Sammanfattning: Integrins are a family of receptors involved in adhesion to extracellular matrix proteins and in cell-cell contacts. Each integrin consists of one a and one β subunit. Our main interest has been the β1 subunit and its splice variants.The new splice variant, named β1C-2, was identified and its transcript found to be generated as a result of utilisation of a more 3' splice acceptor-site in exon C. Hence, β1C-2 has an internal deletion of six amino acids compared to β1C-1. Exon C is part of a retrotransposable Alu element, and is thus primate specific. Low levels of β1C-1 and β1C-2 transcripts were found in all human cells and cell lines tested.
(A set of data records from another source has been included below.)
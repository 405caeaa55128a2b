//! Content heuristics for formats without magic bytes.
//!
//! Order: shebang, JSON, XML/HTML/SVG, CSS, Markdown, then plain text.

use std::sync::OnceLock;

use regex::Regex;

/// A heuristic hit: registry tag and confidence.
pub(crate) type Heuristic = (&'static str, f32);

const UTF8_BOM: &[u8] = b"\xEF\xBB\xBF";

/// Share of control characters above which content is treated as binary.
const MAX_CONTROL_RATIO: f32 = 0.10;

pub(crate) fn detect(buf: &[u8], truncated: bool) -> Option<Heuristic> {
    let buf = buf.strip_prefix(UTF8_BOM).unwrap_or(buf);
    if let Some(tag) = shebang_interpreter(buf) {
        return Some((tag, 0.85));
    }
    let text = as_text(buf, truncated)?;
    let trimmed = text.trim_start();

    if let Some(confidence) = json_confidence(trimmed, truncated) {
        return Some(("JSON", confidence));
    }
    if let Some(tag) = markup_tag(trimmed) {
        return Some((tag, 0.7));
    }
    if css_regex().is_some_and(|re| re.is_match(strip_css_comments(trimmed))) {
        return Some(("CSS", 0.5));
    }
    if markdown_regex().is_some_and(|re| re.is_match(text)) {
        return Some(("MARKDOWN", 0.5));
    }
    Some(("TEXT", 0.3))
}

/// Map a `#!` line to a script tag.
fn shebang_interpreter(buf: &[u8]) -> Option<&'static str> {
    let rest = buf.strip_prefix(b"#!")?;
    let line_end = rest.iter().position(|&b| b == b'\n').unwrap_or(rest.len());
    let line = std::str::from_utf8(&rest[..line_end]).ok()?;
    let mut tokens = line.split_whitespace();
    let mut program = basename(tokens.next()?);
    if program == "env" {
        program = tokens
            .find(|t| !t.starts_with('-') && !t.contains('='))
            .map(basename)
            .unwrap_or("");
    }
    let name = program.trim_end_matches(|c: char| c.is_ascii_digit() || c == '.');
    let tag = match name {
        "sh" | "bash" | "zsh" | "ksh" | "dash" | "ash" | "fish" | "csh" | "tcsh" => "SHELL",
        "python" | "pypy" => "PYTHON",
        "node" | "nodejs" | "deno" | "bun" => "JAVASCRIPT",
        "perl" => "PERL",
        "ruby" => "RUBY",
        "php" => "PHP",
        _ => "SCRIPT",
    };
    Some(tag)
}

fn basename(program: &str) -> &str {
    program.rsplit('/').next().unwrap_or(program)
}

/// UTF-8 text without NULs and with few control characters. A multi-byte
/// sequence cut off by the read window is tolerated.
fn as_text(buf: &[u8], truncated: bool) -> Option<&str> {
    if buf.is_empty() || buf.contains(&0) {
        return None;
    }
    let text = match std::str::from_utf8(buf) {
        Ok(text) => text,
        Err(e) if truncated && e.error_len().is_none() => {
            std::str::from_utf8(&buf[..e.valid_up_to()]).ok()?
        }
        Err(_) => return None,
    };
    let total = text.chars().count();
    let control = text
        .chars()
        .filter(|&c| c.is_control() && !matches!(c, '\t' | '\n' | '\r' | '\x0C' | '\x1B'))
        .count();
    if total == 0 || control as f32 / total as f32 > MAX_CONTROL_RATIO {
        return None;
    }
    Some(text)
}

fn json_confidence(trimmed: &str, truncated: bool) -> Option<f32> {
    let mut chars = trimmed.chars();
    let open = chars.next()?;
    if open != '{' && open != '[' {
        return None;
    }
    if serde_json::from_str::<serde_json::Value>(trimmed).is_ok() {
        return Some(0.8);
    }
    if !truncated {
        return None;
    }
    // The window cut a larger document; accept when the opening looks like JSON.
    let next = chars.find(|c| !c.is_whitespace())?;
    let plausible = match open {
        '{' => next == '"' || next == '}',
        _ => matches!(next, '{' | '[' | '"' | ']' | '-' | '0'..='9' | 't' | 'f' | 'n'),
    };
    plausible.then_some(0.6)
}

fn markup_tag(trimmed: &str) -> Option<&'static str> {
    let head: String = trimmed.chars().take(1024).collect::<String>().to_ascii_lowercase();
    if head.starts_with("<?xml") {
        return Some(if head.contains("<svg") { "SVG" } else { "XML" });
    }
    if head.starts_with("<svg") {
        return Some("SVG");
    }
    if ["<!doctype html", "<html", "<head", "<body"]
        .iter()
        .any(|p| head.starts_with(p))
    {
        return Some("HTML");
    }
    if head.starts_with("<!doctype") {
        return Some(if head.contains("<svg") { "SVG" } else { "XML" });
    }
    None
}

fn strip_css_comments(mut text: &str) -> &str {
    while let Some(rest) = text.strip_prefix("/*") {
        match rest.find("*/") {
            Some(end) => text = rest[end + 2..].trim_start(),
            None => return "",
        }
    }
    text
}

fn css_regex() -> Option<&'static Regex> {
    static RE: OnceLock<Option<Regex>> = OnceLock::new();
    RE.get_or_init(|| {
        Regex::new(
            r"^(?:@(?:charset|import|media|font-face|keyframes|supports|namespace|layer)\b|[a-zA-Z.#*:\[][^{};()=]*\{[^{}]*?[a-zA-Z-]+\s*:[^{};]+[;}])",
        )
        .ok()
    })
    .as_ref()
}

fn markdown_regex() -> Option<&'static Regex> {
    static RE: OnceLock<Option<Regex>> = OnceLock::new();
    RE.get_or_init(|| Regex::new(r"(?m)^#{1,6}[ \t]+\S|\[[^\]\n]+\]\([^)\s]+\)").ok())
        .as_ref()
}

#[cfg(test)]
mod tests {
    use super::*;

    #[test]
    fn test_shebang_interpreters() {
        assert_eq!(detect(b"#!/bin/sh\necho hi\n", false), Some(("SHELL", 0.85)));
        assert_eq!(detect(b"#!/usr/bin/env python3\nprint()\n", false).unwrap().0, "PYTHON");
        assert_eq!(
            detect(b"#!/usr/bin/env -S node --harmony\n", false).unwrap().0,
            "JAVASCRIPT"
        );
        assert_eq!(detect(b"#!/usr/bin/python3.11\n", false).unwrap().0, "PYTHON");
        assert_eq!(detect(b"#!/usr/bin/perl -w\n", false).unwrap().0, "PERL");
        assert_eq!(detect(b"#!/opt/bin/awk -f\n", false).unwrap().0, "SCRIPT");
        assert_eq!(detect(b"\xEF\xBB\xBF#!/bin/bash\n", false).unwrap().0, "SHELL");
    }

    #[test]
    fn test_json() {
        assert_eq!(detect(br#"{"a": [1, 2]}"#, false), Some(("JSON", 0.8)));
        assert_eq!(detect(b"  [1, 2, 3]\n", false), Some(("JSON", 0.8)));
        assert_eq!(detect(br#"{"a": [1, 2"#, true), Some(("JSON", 0.6)));
        // INI section headers are not JSON.
        assert_eq!(detect(b"[section]\nkey = value\n", true).unwrap().0, "TEXT");
        assert_ne!(detect(br#"{"a": [1, 2"#, false).unwrap().0, "JSON");
    }

    #[test]
    fn test_markup() {
        assert_eq!(detect(b"<?xml version=\"1.0\"?><root/>", false), Some(("XML", 0.7)));
        assert_eq!(
            detect(b"<?xml version=\"1.0\"?>\n<svg xmlns=\"http://www.w3.org/2000/svg\"/>", false)
                .unwrap()
                .0,
            "SVG"
        );
        assert_eq!(detect(b"<!DOCTYPE html><html></html>", false).unwrap().0, "HTML");
        assert_eq!(detect(b"  <html lang=\"en\">", false).unwrap().0, "HTML");
    }

    #[test]
    fn test_css_and_markdown() {
        assert_eq!(detect(b"body { margin: 0; }\n", false), Some(("CSS", 0.5)));
        assert_eq!(
            detect(b"/* theme */\n.btn, #main > a { color: red }\n", false).unwrap().0,
            "CSS"
        );
        assert_eq!(detect(b"@import url(base.css);\n", false).unwrap().0, "CSS");
        assert_eq!(detect(b"function f() { return 1; }\n", false).unwrap().0, "TEXT");
        assert_eq!(detect(b"# Title\n\nSome text.\n", false), Some(("MARKDOWN", 0.5)));
        assert_eq!(detect(b"see [docs](https://x.org)\n", false).unwrap().0, "MARKDOWN");
    }

    #[test]
    fn test_text_and_binary() {
        assert_eq!(detect(b"just some words\n", false), Some(("TEXT", 0.3)));
        assert_eq!(detect(b"", false), None);
        assert_eq!(detect(b"abc\x00def", false), None);
        assert_eq!(detect(b"\x01\x02\x03\x04abc", false), None);
        assert_eq!(detect(b"\xC3\x28 invalid utf8", false), None);
        // A multi-byte character split by the read window.
        assert_eq!(detect(b"caf\xC3", true).unwrap().0, "TEXT");
        assert_eq!(detect(b"caf\xC3", false), None);
    }
}
//! Error taxonomy shared by every gate layer.
//!
//! "Suspicious" is never an error: screening verdicts are ordinary values.
//! Only sandbox escapes, I/O failures and malformed signature registrations
//! surface here.

use thiserror::Error;

/// Errors raised by the file gate.
#[derive(Debug, Clone, PartialEq, Eq, Error)]
pub enum GateError {
    /// Containment failed. `reason` is safe to show to the caller: it never
    /// includes the canonical path the request resolved to.
    #[error("Access denied: {reason}")]
    AccessDenied { reason: String },

    /// The target could not be opened, stat'd or read.
    #[error("I/O error: {reason}")]
    Io { reason: String },

    /// A signature registration was rejected; the registry is unchanged.
    #[error("Invalid signature: {reason}")]
    InvalidSignature { reason: String },
}

impl GateError {
    pub fn access_denied(reason: impl Into<String>) -> Self {
        Self::AccessDenied {
            reason: reason.into(),
        }
    }

    pub fn io(reason: impl Into<String>) -> Self {
        Self::Io {
            reason: reason.into(),
        }
    }

    pub fn invalid_signature(reason: impl Into<String>) -> Self {
        Self::InvalidSignature {
            reason: reason.into(),
        }
    }

    pub fn is_access_denied(&self) -> bool {
        matches!(self, Self::AccessDenied { .. })
    }
}

pub type Result<T> = std::result::Result<T, GateError>;
//! Content-aware file screening.
//!
//! [`SignatureClassifier`] identifies what a file actually is from its
//! leading bytes, [`FileScreener`] turns that and the file name into a
//! threat verdict, and [`FileGate`] composes both with path containment and
//! the sensitive-name policy from `filegate-core`.

pub mod classifier;
pub mod gate;
mod heuristics;
pub mod patterns;
pub mod report;
pub mod screening;
pub mod signature_file;
pub mod signatures;
pub mod types;

pub use classifier::{declared_extension, SignatureClassifier};
pub use gate::{FileGate, GateDecision};
pub use report::{
    format_report, format_screening_result, format_screening_result_compact,
    format_screening_result_json, generate_report, ScreeningReport,
};
pub use screening::{allows, FileScreener};
pub use signature_file::SignatureFile;
pub use signatures::{SignatureRegistry, UNKNOWN_TYPE};
pub use types::{
    DetectionResult, FileCategory, IssueKind, MagicPattern, ScreenOptions, ScreeningIssue,
    ScreeningResult, Severity, ThreatLevel, TypeSignature,
};
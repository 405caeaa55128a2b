pub mod config;
pub mod error;
pub mod observability;
pub mod path_validation;
pub mod scan_cache;
pub mod sensitive;

pub use error::{GateError, Result};
pub use path_validation::{PathContainment, ResolvedPath};
pub use sensitive::{is_sensitive_name, SensitiveNameMatcher};
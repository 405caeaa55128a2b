//! Sensitive-name policy.
//!
//! Name-only, fail-fast check run before any content is read. Matching is
//! case-insensitive, separator-agnostic (`/` or `\`), and applied after
//! percent-decoding and Unicode compatibility folding, so `ID_RSA`,
//! `..%2f.ssh%2fid_rsa` and `C:\etc\shadow` all match.

use regex::Regex;
use std::sync::OnceLock;
use unicode_normalization::UnicodeNormalization;

/// Exact file names (lowercase).
const SENSITIVE_BASENAMES: &[&str] = &[
    // OS credential stores
    "passwd",
    "shadow",
    "gshadow",
    "master.passwd",
    "sudoers",
    // SSH key material
    "id_rsa",
    "id_rsa.pub",
    "id_dsa",
    "id_dsa.pub",
    "id_ecdsa",
    "id_ecdsa.pub",
    "id_ed25519",
    "id_ed25519.pub",
    "authorized_keys",
    "authorized_keys2",
    "known_hosts",
    // Environment files
    ".env",
    // Secrets
    "credentials.json",
    "credentials",
    "secrets.json",
    "secret.json",
    "secrets.yaml",
    "secrets.yml",
    "client_secret.json",
    "application_default_credentials.json",
    "accesstokens.json",
    "azureprofile.json",
    ".netrc",
    "_netrc",
    ".pgpass",
    ".git-credentials",
    ".npmrc",
    ".pypirc",
    ".htpasswd",
];

/// Path tails (lowercase, `/`-separated) that are sensitive wherever they sit.
const SENSITIVE_PATH_SUFFIXES: &[&str] = &[
    "etc/passwd",
    "etc/shadow",
    "etc/gshadow",
    "etc/sudoers",
    "system32/config/sam",
    "system32/config/system",
    "system32/config/security",
    "repair/sam",
    ".aws/config",
    ".kube/config",
    ".docker/config.json",
    ".ssh/config",
];

/// Directories whose entire contents are off limits.
const SENSITIVE_DIRECTORIES: &[&str] = &[".ssh", ".gnupg", ".aws", ".azure", ".gcloud"];

/// Key and certificate-store extensions.
const SENSITIVE_EXTENSIONS: &[&str] = &[
    "pem", "key", "p12", "pfx", "jks", "keystore", "ppk", "kdbx", "asc", "gpg",
];

/// Suffixes editors and admins leave on copies of the files above.
const BACKUP_SUFFIXES: &[&str] = &[".bak", ".backup", ".old", ".orig", ".save", ".swp", "~"];

fn generated_patterns() -> &'static [Regex] {
    static PATTERNS: OnceLock<Vec<Regex>> = OnceLock::new();
    PATTERNS.get_or_init(|| {
        [
            r"^\.env\..+$",
            r"^service[-_]?account.*\.json$",
            r"^.*credentials.*\.(json|ya?ml|xml|ini)$",
            r"^.*secrets?\.(json|ya?ml|toml|env)$",
            r"^gcloud.*\.json$",
        ]
        .iter()
        .filter_map(|p| Regex::new(p).ok())
        .collect()
    })
}

/// Catalog of sensitive names, extensible with extra exact names.
#[derive(Debug, Clone, Default)]
pub struct SensitiveNameMatcher {
    extra_basenames: Vec<String>,
}

impl SensitiveNameMatcher {
    pub fn new() -> Self {
        Self::default()
    }

    /// Also treat these exact file names as sensitive.
    pub fn with_extra_basenames<I, S>(mut self, names: I) -> Self
    where
        I: IntoIterator<Item = S>,
        S: AsRef<str>,
    {
        self.extra_basenames
            .extend(names.into_iter().map(|n| n.as_ref().to_lowercase()));
        self
    }

    pub fn is_sensitive(&self, path_or_name: &str) -> bool {
        let canonical = canonical_form(path_or_name);
        let trimmed = canonical.trim_end_matches('/');
        if trimmed.is_empty() {
            return false;
        }
        let without_backup = strip_backup_suffixes(trimmed);
        let hit = [trimmed, without_backup]
            .iter()
            .any(|candidate| self.matches_catalog(candidate));
        if hit {
            tracing::debug!(name = %path_or_name.escape_debug(), "sensitive name matched");
        }
        hit
    }

    fn matches_catalog(&self, path: &str) -> bool {
        let basename = path.rsplit('/').next().unwrap_or(path);

        if SENSITIVE_BASENAMES.contains(&basename)
            || self.extra_basenames.iter().any(|n| n == basename)
        {
            return true;
        }
        if SENSITIVE_PATH_SUFFIXES
            .iter()
            .any(|suffix| path == *suffix || path.ends_with(&format!("/{}", suffix)))
        {
            return true;
        }
        if path
            .split('/')
            .any(|segment| SENSITIVE_DIRECTORIES.contains(&segment))
        {
            return true;
        }
        if let Some((stem, ext)) = basename.rsplit_once('.') {
            if !stem.is_empty() && SENSITIVE_EXTENSIONS.contains(&ext) {
                return true;
            }
        }
        generated_patterns().iter().any(|re| re.is_match(basename))
    }
}

/// Shorthand for the built-in catalog.
pub fn is_sensitive_name(path_or_name: &str) -> bool {
    static DEFAULT: OnceLock<SensitiveNameMatcher> = OnceLock::new();
    DEFAULT
        .get_or_init(SensitiveNameMatcher::new)
        .is_sensitive(path_or_name)
}

/// Percent-decode (bounded), NFKC-fold, lowercase, `\` -> `/`, collapse
/// repeated separators.
fn canonical_form(input: &str) -> String {
    let mut current = input.to_string();
    for _ in 0..4 {
        let decoded = urlencoding::decode_binary(current.as_bytes());
        let decoded = String::from_utf8_lossy(&decoded).into_owned();
        if decoded == current {
            break;
        }
        current = decoded;
    }
    let folded: String = current
        .nfkc()
        .filter(|c| !c.is_control() && !is_invisible(*c))
        .flat_map(char::to_lowercase)
        .map(|c| if c == '\\' { '/' } else { c })
        .collect();
    let mut out = String::with_capacity(folded.len());
    for c in folded.chars() {
        if c == '/' && out.ends_with('/') {
            continue;
        }
        out.push(c);
    }
    out
}

fn is_invisible(c: char) -> bool {
    matches!(
        c,
        '\u{200B}'..='\u{200F}' | '\u{202A}'..='\u{202E}' | '\u{2060}'..='\u{2069}' | '\u{FEFF}'
    )
}

fn strip_backup_suffixes(path: &str) -> &str {
    let mut current = path;
    loop {
        let stripped = BACKUP_SUFFIXES
            .iter()
            .find_map(|suffix| current.strip_suffix(suffix))
            .filter(|rest| !rest.is_empty() && !rest.ends_with('/'));
        match stripped {
            Some(rest) => current = rest,
            None => return current,
        }
    }
}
Expression of β1A, β1C-1 and β1C-2 cDNAs in the mouse β1-deficient GD25 cells demonstrated that β1A integrins localised at the cell surface, while β1C-1 and β1C-2 were retained and finally degraded intracellularly. This suggests that the ER quality control system is able to recognise and prevent cell surface localisation of the β1C-1 and β1C-2 subunits.The β1B splice variant has been reported to have dominant negative effects on β1A-integrin functions. Since β1A and β3 cytoplasmic tails are highly homologous, we investigated if expression of β1B had a similar effect on αVβ3 integrin functions by expressing β1B in GD25 cells. The presence of β1B did not interfere with a Vβ3 mediated adhesion or signalling.The urokinase receptor (uPAR) has been shown to modulate integrin function. To study the effect of uPAR on αVβ3 and β1-integrins separately, GD25 and GD25Tβ1A cells were transfected with the human uPAR cDNA. Although stimulation of uPAR with its ligand (uPA) resulted in increased adhesion to vitronectin, but not to fibronectin, phosphorylation of FAK and paxillin was unchanged, while phosphorylation of p 130Cas was reduced. However, the absence or presence of β1A did not alter the intracellular signals generated by stimulation of uPAR.